• [About this task]:
Only the opening lines of the listing, through the one with "use aws_sdk_s3::Client;", are to be retyped, each exactly as it stands.

• [Records for this exercise]:

^^^^

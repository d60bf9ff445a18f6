pub mod dass21;
pub mod gad7;
pub mod phq9;

/// Response labels shared by PHQ-9 and GAD-7 ("over the last 2 weeks").
pub(crate) const FREQUENCY_SCALE: [&str; 4] = [
    "Not at all",
    "Several days",
    "More than half the days",
    "Nearly every day",
];
use axum::extract::Request;
use axum::middleware::Next;
use axum::response::Response;

/// Request logging middleware.
///
/// Logs every API request (method, path, status, latency) as a structured
/// event. Bodies are never logged: they carry questionnaire responses.
pub async fn audit_log(req: Request, next: Next) -> Response {
    let method = req.method().clone();
    let uri = req.uri().path().to_string();
    let started = std::time::Instant::now();

    let response = next.run(req).await;

    let status = response.status().as_u16();
    tracing::info!(
        method = %method,
        path = %uri,
        status = status,
        latency_ms = started.elapsed().as_millis() as u64,
        "api_request"
    );

    response
}
use thiserror::Error;

#[derive(Debug, Clone, PartialEq, Eq, Error)]
pub enum GamificationError {
    #[error("activity must earn at least one point")]
    NoPoints,

    #[error("point total would overflow")]
    PointsOverflow,
}
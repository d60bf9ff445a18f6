use aws_sdk_s3::Client;
use aws_smithy_types::byte_stream::ByteStream;

use crate::error::StorageError;

const JSON: &str = "application/json";

/// Result of a GET operation, including the body and ETag.
pub struct GetObjectOutput {
    pub body: Vec<u8>,
    pub etag: Option<String>,
}

/// Get an object from S3.
pub async fn get_object(
    client: &Client,
    bucket: &str,
    key: &str,
) -> Result<GetObjectOutput, StorageError> {
    let resp = client
        .get_object()
        .bucket(bucket)
        .key(key)
        .send()
        .await
        .map_err(|e| {
            let err = e.into_service_error();
            if err.is_no_such_key() {
                StorageError::NotFound {
                    key: key.to_string(),
                }
            } else {
                StorageError::GetObject(err.to_string())
            }
        })?;

    let etag = resp.e_tag().map(|s| s.to_string());
    let body = resp
        .body
        .collect()
        .await
        .map_err(|e| StorageError::GetObject(e.to_string()))?
        .into_bytes()
        .to_vec();

    Ok(GetObjectOutput { body, etag })
}

/// Put a JSON object to S3 unconditionally. Returns the new ETag.
pub async fn put_object(
    client: &Client,
    bucket: &str,
    key: &str,
    body: Vec<u8>,
) -> Result<String, StorageError> {
    let resp = client
        .put_object()
        .bucket(bucket)
        .key(key)
        .content_type(JSON)
        .body(ByteStream::from(body))
        .send()
        .await
        .map_err(|e| StorageError::PutObject(e.into_service_error().to_string()))?;

    Ok(resp.e_tag().unwrap_or_default().to_string())
}

/// Put a JSON object with an If-Match precondition (ETag optimistic locking).
/// Returns the new ETag, or `StorageError::PreconditionFailed` if the object
/// changed since `expected_etag` was read.
pub async fn put_object_if_match(
    client: &Client,
    bucket: &str,
    key: &str,
    body: Vec<u8>,
    expected_etag: &str,
) -> Result<String, StorageError> {
    let resp = client
        .put_object()
        .bucket(bucket)
        .key(key)
        .content_type(JSON)
        .body(ByteStream::from(body))
        .if_match(expected_etag)
        .send()
        .await
        .map_err(|e| {
            let err = e.into_service_error();
            if is_conditional_failure(&err.to_string()) {
                StorageError::PreconditionFailed {
                    key: key.to_string(),
                }
            } else {
                StorageError::PutObject(err.to_string())
            }
        })?;

    Ok(resp.e_tag().unwrap_or_default().to_string())
}

/// Create a JSON object only if no object exists at `key`
/// (`If-None-Match: *`). Returns the new ETag, or
/// `StorageError::AlreadyExists`.
pub async fn put_object_if_none_match(
    client: &Client,
    bucket: &str,
    key: &str,
    body: Vec<u8>,
) -> Result<String, StorageError> {
    let resp = client
        .put_object()
        .bucket(bucket)
        .key(key)
        .content_type(JSON)
        .body(ByteStream::from(body))
        .if_none_match("*")
        .send()
        .await
        .map_err(|e| {
            let err = e.into_service_error();
            if is_conditional_failure(&err.to_string()) {
                StorageError::AlreadyExists {
                    key: key.to_string(),
                }
            } else {
                StorageError::PutObject(err.to_string())
            }
        })?;

    Ok(resp.e_tag().unwrap_or_default().to_string())
}

/// S3 answers a failed condition with 412 PreconditionFailed, or 409
/// ConditionalRequestConflict when two conditional writes race.
fn is_conditional_failure(message: &str) -> bool {
    message.contains("PreconditionFailed") || message.contains("ConditionalRequestConflict")
}

/// List objects under a prefix. Returns keys.
pub async fn list_objects(
    client: &Client,
    bucket: &str,
    prefix: &str,
) -> Result<Vec<String>, StorageError> {
    let mut keys = Vec::new();
    let mut continuation_token: Option<String> = None;

    loop {
        let mut req = client.list_objects_v2().bucket(bucket).prefix(prefix);

        if let Some(token) = &continuation_token {
            req = req.continuation_token(token);
        }

        let resp = req
            .send()
            .await
            .map_err(|e| StorageError::ListObjects(e.into_service_error().to_string()))?;

        for obj in resp.contents() {
            if let Some(key) = obj.key() {
                keys.push(key.to_string());
            }
        }

        if resp.is_truncated() == Some(true) {
            continuation_token = resp.next_continuation_token().map(|s| s.to_string());
        } else {
            break;
        }
    }

    Ok(keys)
}
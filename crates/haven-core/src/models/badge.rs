use serde::{Deserialize, Serialize};
use ts_rs::TS;

/// A catalog achievement unlocked by cumulative points.
#[derive(Debug, Clone, PartialEq, Eq, Serialize, Deserialize, TS)]
#[serde(rename_all = "camelCase")]
#[ts(export)]
pub struct Badge {
    pub id: String,
    pub name: String,
    pub description: String,
    pub icon: String,
    pub points_required: u64,
}

/// Award record joining a user to a badge. At most one per (user, badge).
#[derive(Debug, Clone, PartialEq, Eq, Serialize, Deserialize, TS)]
#[serde(rename_all = "camelCase")]
#[ts(export)]
pub struct UserBadge {
    pub user_id: String,
    pub badge_id: String,
    pub earned_at: jiff::Timestamp,
}

/// A user's relationship to one badge.
///
/// `Locked -> Unlocked` follows from point totals alone; `Unlocked -> Awarded`
/// requires a stored [`UserBadge`] and is terminal.
#[derive(Debug, Clone, Copy, PartialEq, Eq, Serialize, Deserialize, TS)]
#[serde(rename_all = "snake_case")]
#[ts(export)]
pub enum BadgeState {
    Locked,
    Unlocked,
    Awarded,
}
pub mod app;
pub mod client_gestures;
pub mod controls_panel;
pub mod delta_log;
pub mod stats_panel;

pub use app::App;
pub use client_gestures::{ClientGestures, ClientGesturesProps};
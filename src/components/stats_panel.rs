use crate::util::format_px;
use yew::prelude::*;

#[derive(Properties, PartialEq, Clone)]
pub struct StatsPanelProps {
    pub offset_x: f64,
    pub offset_y: f64,
    pub zoom_percent: f64,
    pub received: u64,
}

#[function_component]
pub fn StatsPanel(props: &StatsPanelProps) -> Html {
    let row_style = "display:flex; align-items:center; gap:8px;"; // label | value
    let label_style = "flex:1; font-weight:500;";
    let value_style =
        "min-width:90px; text-align:right; font-variant-numeric:tabular-nums; font-weight:600;";
    html! {
        <div style="position:absolute; top:12px; left:12px; background:rgba(22,27,34,0.9); border:1px solid #30363d; border-radius:8px; padding:10px 14px; min-width:230px; display:flex; flex-direction:column; gap:10px; font-size:14px;">
            <div style={row_style}>
                <span style={format!("{} color:#58a6ff;", label_style)}>{"Offset X"}</span>
                <span style={format!("{} color:#58a6ff;", value_style)}>{ format_px(props.offset_x) }</span>
            </div>
            <div style={row_style}>
                <span style={format!("{} color:#58a6ff;", label_style)}>{"Offset Y"}</span>
                <span style={format!("{} color:#58a6ff;", value_style)}>{ format_px(props.offset_y) }</span>
            </div>
            <div style={row_style}>
                <span style={format!("{} color:#d4af37;", label_style)}>{"Zoom"}</span>
                <span style={format!("{} color:#d4af37;", value_style)}>{ format!("{:.0}%", props.zoom_percent) }</span>
            </div>
            <div style={row_style}>
                <span style={format!("{} color:#8b949e;", label_style)}>{"Deltas"}</span>
                <span style={format!("{} color:#8b949e;", value_style)}>{ props.received }</span>
            </div>
        </div>
    }
}
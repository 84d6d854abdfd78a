use crate::model::DeltaRecord;
use crate::util::format_delta;
use yew::prelude::*;

#[derive(Properties, PartialEq, Clone)]
pub struct DeltaLogProps {
    pub history: Vec<DeltaRecord>,
}

#[function_component]
pub fn DeltaLog(props: &DeltaLogProps) -> Html {
    html! {<div style="position:absolute; right:12px; bottom:12px; background:rgba(22,27,34,0.9); border:1px solid #30363d; border-radius:8px; padding:8px; min-width:170px; font-size:12px;">
        <div style="font-weight:600; margin-bottom:4px;">{"Consolidated deltas"}</div>
        { if props.history.is_empty() { html!{ <div style="color:#8b949e;">{"none yet"}</div> } } else { html!{} } }
        { for props.history.iter().map(|d| html!{ <div style="font-variant-numeric:tabular-nums;">{ format_delta(d) }</div> }) }
    </div>}
}
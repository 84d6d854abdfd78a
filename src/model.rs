//! Core data models for the gesture widget.
//! Raw inputs coming from the host, the emitted delta record and the
//! demo board state that folds consolidated deltas back in.

use serde::{Deserialize, Serialize};
use std::rc::Rc;
use yew::Reducible;

/// A wheel event as reported by the host. Trackpad pinch arrives as a wheel
/// event with the control modifier held.
#[derive(Clone, Copy, Debug, PartialEq)]
pub struct WheelInput {
    pub delta_x: f64,
    pub delta_y: f64,
    pub ctrl_key: bool,
}

#[derive(Clone, Copy, Debug, PartialEq, Eq)]
pub enum GesturePhase {
    Start,
    Change,
    End,
}

impl GesturePhase {
    /// Maps a DOM event type (`gesturestart`, ...) to its phase.
    pub fn from_event_type(ty: &str) -> Option<Self> {
        match ty {
            "gesturestart" => Some(Self::Start),
            "gesturechange" => Some(Self::Change),
            "gestureend" => Some(Self::End),
            _ => None,
        }
    }

    pub fn event_type(self) -> &'static str {
        match self {
            Self::Start => "gesturestart",
            Self::Change => "gesturechange",
            Self::End => "gestureend",
        }
    }
}

/// A native multi-touch gesture event. Position and scale are absolute
/// values; a field the host did not report (or reported as NaN) is `None`.
#[derive(Clone, Copy, Debug, PartialEq)]
pub struct GestureInput {
    pub phase: GesturePhase,
    pub screen_x: Option<f64>,
    pub screen_y: Option<f64>,
    pub scale: Option<f64>,
}

impl GestureInput {
    pub fn new(phase: GesturePhase, screen_x: f64, screen_y: f64, scale: f64) -> Self {
        Self {
            phase,
            screen_x: finite(screen_x),
            screen_y: finite(screen_y),
            scale: finite(scale),
        }
    }
}

pub(crate) fn finite(v: f64) -> Option<f64> {
    v.is_finite().then_some(v)
}

#[derive(Clone, Copy, Debug, PartialEq)]
pub enum PointerInput {
    Wheel(WheelInput),
    Gesture(GestureInput),
}

impl From<WheelInput> for PointerInput {
    fn from(w: WheelInput) -> Self {
        Self::Wheel(w)
    }
}

impl From<GestureInput> for PointerInput {
    fn from(g: GestureInput) -> Self {
        Self::Gesture(g)
    }
}

/// What the host should do with the native event after the engine saw it.
#[derive(Clone, Copy, Debug, PartialEq, Eq)]
pub enum Disposition {
    /// Recognized; the browser default (page scroll/zoom) must be prevented.
    Consumed,
    /// Not ours; let it pass through untouched.
    Ignored,
}

/// Net pan and zoom since the previous consolidation.
#[derive(Clone, Copy, Debug, PartialEq, Serialize, Deserialize)]
#[serde(rename_all = "camelCase")]
pub struct DeltaRecord {
    pub x: f64,
    pub y: f64,
    pub scale_percentage: u32,
}

/// The not-yet-consolidated transform shown as live feedback.
#[derive(Clone, Copy, Debug, PartialEq)]
pub struct Transform {
    pub tx: f64,
    pub ty: f64,
    pub scale: f64,
}

impl Transform {
    pub const IDENTITY: Self = Self {
        tx: 0.0,
        ty: 0.0,
        scale: 1.0,
    };

    pub fn to_css(&self) -> String {
        format!(
            "translate({}px, {}px) scale({})",
            self.tx, self.ty, self.scale
        )
    }
}

impl Default for Transform {
    fn default() -> Self {
        Self::IDENTITY
    }
}

/// Demo host state: where the board sits after all consolidated deltas.
#[derive(Clone, Debug, PartialEq)]
pub struct BoardState {
    pub offset_x: f64,
    pub offset_y: f64,
    /// Zoom in percent, 100 = unscaled.
    pub zoom_percent: f64,
    /// Most recent deltas first, capped at `HISTORY_LEN`.
    pub history: Vec<DeltaRecord>,
    pub received: u64,
}

impl BoardState {
    pub const HISTORY_LEN: usize = 12;
    pub const MIN_ZOOM_PERCENT: f64 = 5.0;
    pub const MAX_ZOOM_PERCENT: f64 = 2000.0;
}

impl Default for BoardState {
    fn default() -> Self {
        Self {
            offset_x: 0.0,
            offset_y: 0.0,
            zoom_percent: 100.0,
            history: Vec::new(),
            received: 0,
        }
    }
}

#[derive(Clone, Debug)]
pub enum BoardAction {
    ApplyDelta(DeltaRecord),
    Reset,
}

impl Reducible for BoardState {
    type Action = BoardAction;

    fn reduce(self: Rc<Self>, action: Self::Action) -> Rc<Self> {
        use BoardAction::*;
        let mut new = (*self).clone();
        match action {
            ApplyDelta(delta) => {
                new.offset_x += delta.x;
                new.offset_y += delta.y;
                new.zoom_percent = (new.zoom_percent * delta.scale_percentage as f64 / 100.0)
                    .clamp(Self::MIN_ZOOM_PERCENT, Self::MAX_ZOOM_PERCENT);
                new.history.insert(0, delta);
                new.history.truncate(Self::HISTORY_LEN);
                new.received = new.received.saturating_add(1);
            }
            Reset => {
                new = BoardState::default();
            }
        }
        Rc::new(new)
    }
}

^^^^

• [Output below]:
repository d60bf9ff445a18f6
pub mod dass21;
pub mod gad7;
pub mod phq9;

/// Response labels shared by PHQ-9 and GAD-7 ("over the last 2 weeks").
pub(crate) const FREQUENCY_SCALE: [&str; 4] = [
    "Not at all",
    "Several days",
    "More than half the days",
    "Nearly every day",
];
use axum::extract::Request;
use axum::middleware::Next;
use axum::response::Response;

/// Request logging middleware.
///
/// Logs every API request (method, path, status, latency) as a structured
/// event. Bodies are never logged: they carry questionnaire responses.
pub async fn audit_log(req: Request, next: Next) -> Response {
    let method = req.method().clone();
    let uri = req.uri().path().to_string();
    let started = std::time::Instant::now();

    let response = next.run(req).await;

    let status = response.status().as_u16();
    tracing::info!(
        method = %method,
        path = %uri,
        status = status,
        latency_ms = started.elapsed().as_millis() as u64,
        "api_request"
    );

    response
}
use thiserror::Error;

#[derive(Debug, Clone, PartialEq, Eq, Error)]
pub enum GamificationError {
    #[error("activity must earn at least one point")]
    NoPoints,

    #[error("point total would overflow")]
    PointsOverflow,
}
repository d60bf9ff445a18f6
use aws_sdk_s3::Client;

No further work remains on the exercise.